Tournament statistics
- Matches played: 16
- Goals scored: 42 (2.63 per match)

= 1996 Caribbean Cup =

The 1996 Caribbean Cup, known as the Shell/Umbro Caribbean Cup for sponsorship reasons, was the 14th international association football championship for members of the Caribbean Football Union (CFU). It was the eighth edition of the Caribbean Cup which replaced the CFU Championship. Hosted by Trinidad and Tobago, the competition ran from 24 May – 7 June 1996 and was contested by the national teams of Cuba, Haiti, Jamaica, Martinique, Saint Kitts and Nevis, Saint Vincent and the Grenadines, Suriname and Trinidad and Tobago.

The final tournament began with the first matches in the group stage on 24 May 1996 and ended with the final on 7 June 1996. Hosts and two-time defending champions Trinidad and Tobago defeated Cuba 2–0 in the final to win the competition for the fifth time.

==Background==
The Caribbean Football Union (CFU) was founded in January 1978 as a sub-confederation of the Confederation of North, Central America and Caribbean Association Football (CONCACAF). Later the same year, the first CFU Championship was organised in Trinidad and Tobago. The competition was held semi-regularly until the final edition in 1988. From 1989, it was replaced by the Caribbean Cup.

The tournament was jointly sponsored by Royal Dutch Shell and Umbro.

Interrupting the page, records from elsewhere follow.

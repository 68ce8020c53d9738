use firmsearch_core::config::LexicalSettings;
use firmsearch_core::error::Error;
use firmsearch_core::retry::RetryPolicy;
use firmsearch_text::{LexicalBackend, QueryExpr, QueryParser, SelectRequest, SolrClient, SuggestRequest};
use serde_json::json;
use wiremock::matchers::{method, path, query_param};
use wiremock::{Mock, MockServer, ResponseTemplate};

fn client(server: &MockServer, timeout_ms: u64) -> SolrClient {
    let settings = LexicalSettings {
        base_url: format!("{}/solr/company/", server.uri()),
        timeout_ms,
        ..LexicalSettings::default()
    };
    SolrClient::new(&settings, RetryPolicy { max_retries: 1, backoff_ms: 1 }).expect("client")
}

#[tokio::test]
async fn select_parses_docs_and_facets() -> anyhow::Result<()> {
    let server = MockServer::start().await;
    Mock::given(method("GET"))
        .and(path("/solr/company/select"))
        .and(query_param("q", "acme"))
        .and(query_param("defType", "edismax"))
        .respond_with(ResponseTemplate::new(200).set_body_json(json!({
            "response": {"numFound": 42, "docs": [{"id": "1", "name": "Acme", "score": 2.5}]},
            "facet_counts": {"facet_fields": {"industry": ["Software", 12, "Retail", 3]}}
        })))
        .expect(1)
        .mount(&server)
        .await;

    let request = SelectRequest::new(QueryExpr::text(Some("acme"))).parser(QueryParser::edismax(&["name"]));
    let response = client(&server, 1_000).select(&request).await?;

    assert_eq!(response.response.num_found, 42);
    assert_eq!(response.response.docs.len(), 1);
    assert_eq!(
        response.facet_counts.pairs("industry"),
        vec![("Software".to_string(), 12), ("Retail".to_string(), 3)]
    );
    Ok(())
}

#[tokio::test]
async fn missing_response_section_is_malformed() {
    let server = MockServer::start().await;
    Mock::given(method("GET"))
        .and(path("/solr/company/select"))
        .respond_with(ResponseTemplate::new(200).set_body_json(json!({"responseHeader": {"status": 0}})))
        .expect(1)
        .mount(&server)
        .await;

    let result = client(&server, 1_000).select(&SelectRequest::new(QueryExpr::MatchAll)).await;
    assert!(matches!(result, Err(Error::Malformed(_))), "got {result:?}");
}

#[tokio::test]
async fn server_error_is_reported_with_status() {
    let server = MockServer::start().await;
    Mock::given(method("GET"))
        .respond_with(ResponseTemplate::new(500))
        .expect(1)
        .mount(&server)
        .await;

    let result = client(&server, 1_000).select(&SelectRequest::new(QueryExpr::MatchAll)).await;
    assert!(matches!(result, Err(Error::UpstreamStatus(500))), "got {result:?}");
}

#[tokio::test]
async fn slow_engine_times_out() {
    let server = MockServer::start().await;
    Mock::given(method("GET"))
        .respond_with(
            ResponseTemplate::new(200)
                .set_body_json(json!({"response": {"numFound": 0, "docs": []}}))
                .set_delay(std::time::Duration::from_millis(500)),
        )
        .mount(&server)
        .await;

    let result = client(&server, 50).select(&SelectRequest::new(QueryExpr::MatchAll)).await;
    assert!(matches!(result, Err(Error::Timeout(_))), "got {result:?}");
}

#[tokio::test]
async fn suggest_reads_terms_for_query() -> anyhow::Result<()> {
    let server = MockServer::start().await;
    Mock::given(method("GET"))
        .and(path("/solr/company/suggest"))
        .and(query_param("suggest.q", "acm"))
        .respond_with(ResponseTemplate::new(200).set_body_json(json!({
            "suggest": {"companySuggester": {"acm": {"numFound": 2, "suggestions": [
                {"term": "Acme Corp", "weight": 10, "payload": ""},
                {"term": "Acme Labs", "weight": 4, "payload": ""}
            ]}}}
        })))
        .mount(&server)
        .await;

    let request = SuggestRequest { dictionary: "companySuggester".into(), query: "acm".into(), count: 5 };
    let response = client(&server, 1_000).suggest(&request).await?;
    let terms: Vec<&str> = response.terms("companySuggester", "acm").iter().map(|t| t.term.as_str()).collect();
    assert_eq!(terms, vec!["Acme Corp", "Acme Labs"]);
    assert!(response.terms("otherSuggester", "acm").is_empty());
    Ok(())
}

Trinidad and Tobago were two-time defending champions after winning the previous two editions in 1994 and 1995. Trinidad and Tobago were also the most successful team in the history of the competition after winning the trophy on four previous occasions.

==Format==
A qualifying tournament was held to determine seven of the eight teams that would participate in the final tournament. Hosts and holders Trinidad and Tobago qualified automatically. The 18 competing teams were drawn into seven groups of two or three teams. Group two was played as a single round-robin where each team would play all of the others once. The winner of the group would qualify for the final tournament. The remaining groups were played as a series of two-legged ties. In the groups of three, one team was given a bye while the other two teams contested a two-legged tie and the team that scored the most goals on aggregate advanced to the second round. The remaining two teams contested a final two-legged tie and the team that scored the most goals on aggregate would qualify for the final tournament. In the groups of two, the teams contested one two-legged tie and the team that scored the most goals on aggregate would qualify for the final tournament.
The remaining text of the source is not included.